EGU General Assembly 2022
© Author(s) 2022. This work is distributed under
the Creative Commons Attribution 4.0 License.

An early warning system of fire danger for the Brazilian Pantanal

Sílvia A. Nunes1, Liz B. C. Belém2, Renata Libonati1,2, and Carlos C. DaCamara1
Sílvia A. Nunes et al.
  • 1Instituto Dom Luiz, Faculdade de Ciências, Universidade de Lisboa, Portugal
  • 2Departamento de Meteorologia, Universidade Federal do Rio de Janeiro, Rio de Janeiro, Brazil

The devastating fires that in 2020 burned more than 3.9 million hectares in the Brazilian Pantanal, the largest tropical wetland in the world, were the result of a complex interplay among human activity, landscape characteristics, and meteorological conditions, and have deepened the concerns about the future of that unique region of the world.

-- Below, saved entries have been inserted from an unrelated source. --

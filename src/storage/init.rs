//! Storage initialization
//!
//! Handles first-run setup and default data creation

use crate::config::paths::SpendPaths;
use crate::error::SpendError;
use crate::models::Category;

use super::categories::CategoryData;
use super::file_io::write_json_atomic;

/// Initialize storage for a fresh installation
///
/// Seeds the default category list when no category file exists yet. An
/// existing list is never overwritten.
pub fn initialize_storage(paths: &SpendPaths) -> Result<(), SpendError> {
    paths.ensure_directories()?;

    if !paths.categories_file().exists() {
        let data = CategoryData {
            categories: Category::defaults(),
        };
        write_json_atomic(paths.categories_file(), &data)?;
        tracing::info!(count = data.categories.len(), "seeded default categories");
    }

    Ok(())
}

#[cfg(test)]
mod tests {
    use super::*;
    use crate::storage::file_io::read_json;
    use tempfile::TempDir;

    #[test]
    fn test_seeds_default_categories() {
        let temp_dir = TempDir::new().unwrap();
        let paths = SpendPaths::with_base_dir(temp_dir.path().to_path_buf());

        initialize_storage(&paths).unwrap();

        let data: CategoryData = read_json(paths.categories_file()).unwrap();
        assert_eq!(data.categories, Category::defaults());
    }

    #[test]
    fn test_existing_categories_kept() {
        let temp_dir = TempDir::new().unwrap();
        let paths = SpendPaths::with_base_dir(temp_dir.path().to_path_buf());
        let custom = CategoryData {
            categories: vec![Category::new("Travel")],
        };
        write_json_atomic(paths.categories_file(), &custom).unwrap();

        initialize_storage(&paths).unwrap();

        let data: CategoryData = read_json(paths.categories_file()).unwrap();
        assert_eq!(data.categories, vec![Category::new("Travel")]);
    }
}
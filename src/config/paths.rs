//! Path management for spendtrack
//!
//! ## Path Resolution Order
//!
//! 1. `SPENDTRACK_DATA_DIR` environment variable (if set)
//! 2. The platform config directory reported by `directories`
//!    (`~/.config/spendtrack` on Linux, `%APPDATA%\spendtrack` on Windows)

use std::path::PathBuf;

use directories::ProjectDirs;

use crate::error::SpendError;

/// Environment variable that overrides the base directory
pub const DATA_DIR_ENV: &str = "SPENDTRACK_DATA_DIR";

/// Manages all paths used by spendtrack
#[derive(Debug, Clone)]
pub struct SpendPaths {
    /// Base directory for all spendtrack data
    base_dir: PathBuf,
}

impl SpendPaths {
    /// Create a new SpendPaths instance
    ///
    /// # Errors
    ///
    /// Returns an error if no home directory can be determined.
    pub fn new() -> Result<Self, SpendError> {
        let base_dir = if let Ok(custom) = std::env::var(DATA_DIR_ENV) {
            PathBuf::from(custom)
        } else {
            resolve_default_path()?
        };

        Ok(Self { base_dir })
    }

    /// Create SpendPaths with a custom base directory (useful for testing)
    pub fn with_base_dir(base_dir: PathBuf) -> Self {
        Self { base_dir }
    }

    /// Get the base directory
    pub fn base_dir(&self) -> &PathBuf {
        &self.base_dir
    }

    /// Get the data directory (`<base>/data/`)
    pub fn data_dir(&self) -> PathBuf {
        self.base_dir.join("data")
    }

    /// Get the path to the settings file
    pub fn settings_file(&self) -> PathBuf {
        self.base_dir.join("config.json")
    }

    /// Get the path to transactions.json
    pub fn transactions_file(&self) -> PathBuf {
        self.data_dir().join("transactions.json")
    }

    /// Get the path to budgets.json
    pub fn budgets_file(&self) -> PathBuf {
        self.data_dir().join("budgets.json")
    }

    /// Get the path to categories.json
    pub fn categories_file(&self) -> PathBuf {
        self.data_dir().join("categories.json")
    }

    /// Ensure the base and data directories exist
    pub fn ensure_directories(&self) -> Result<(), SpendError> {
        std::fs::create_dir_all(&self.base_dir)
            .map_err(|e| SpendError::Io(format!("Failed to create base directory: {}", e)))?;

        std::fs::create_dir_all(self.data_dir())
            .map_err(|e| SpendError::Io(format!("Failed to create data directory: {}", e)))?;

        Ok(())
    }

    /// Check if spendtrack has been initialized (config file exists)
    pub fn is_initialized(&self) -> bool {
        self.settings_file().exists()
    }
}

fn resolve_default_path() -> Result<PathBuf, SpendError> {
    ProjectDirs::from("", "", "spendtrack")
        .map(|dirs| dirs.config_dir().to_path_buf())
        .ok_or_else(|| SpendError::Config("Could not determine a home directory".into()))
}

The meteorological component has played a prominent role in 2020, Pantanal having been affected by the most extreme drought since 1950 and by long periods of extremely high temperature. Both factors, combined with fire ignitions, mostly related to human activities, have contributed to the onset of large fire events that spread over water-stressed vegetation.

The aim of the present work is to set up a statistical model that is able to provide reliable forecast of probability of occurrence of a wildfire, taking into consideration both the longer and shorter effects of atmospheric conditions on vegetation stress and, provided an ignition has occurred, on the building up and spreading of a wildfire.

Fire data cover the period 2001-2020 and consist of Fire Radiative Power (FRP) as acquired by the MODIS instrument on-board Aqua and Terra Satellites. Meteorological fire danger was characterized by the Fire Weather (FWI) data covering the same period from the Copernicus Emergency Management Service.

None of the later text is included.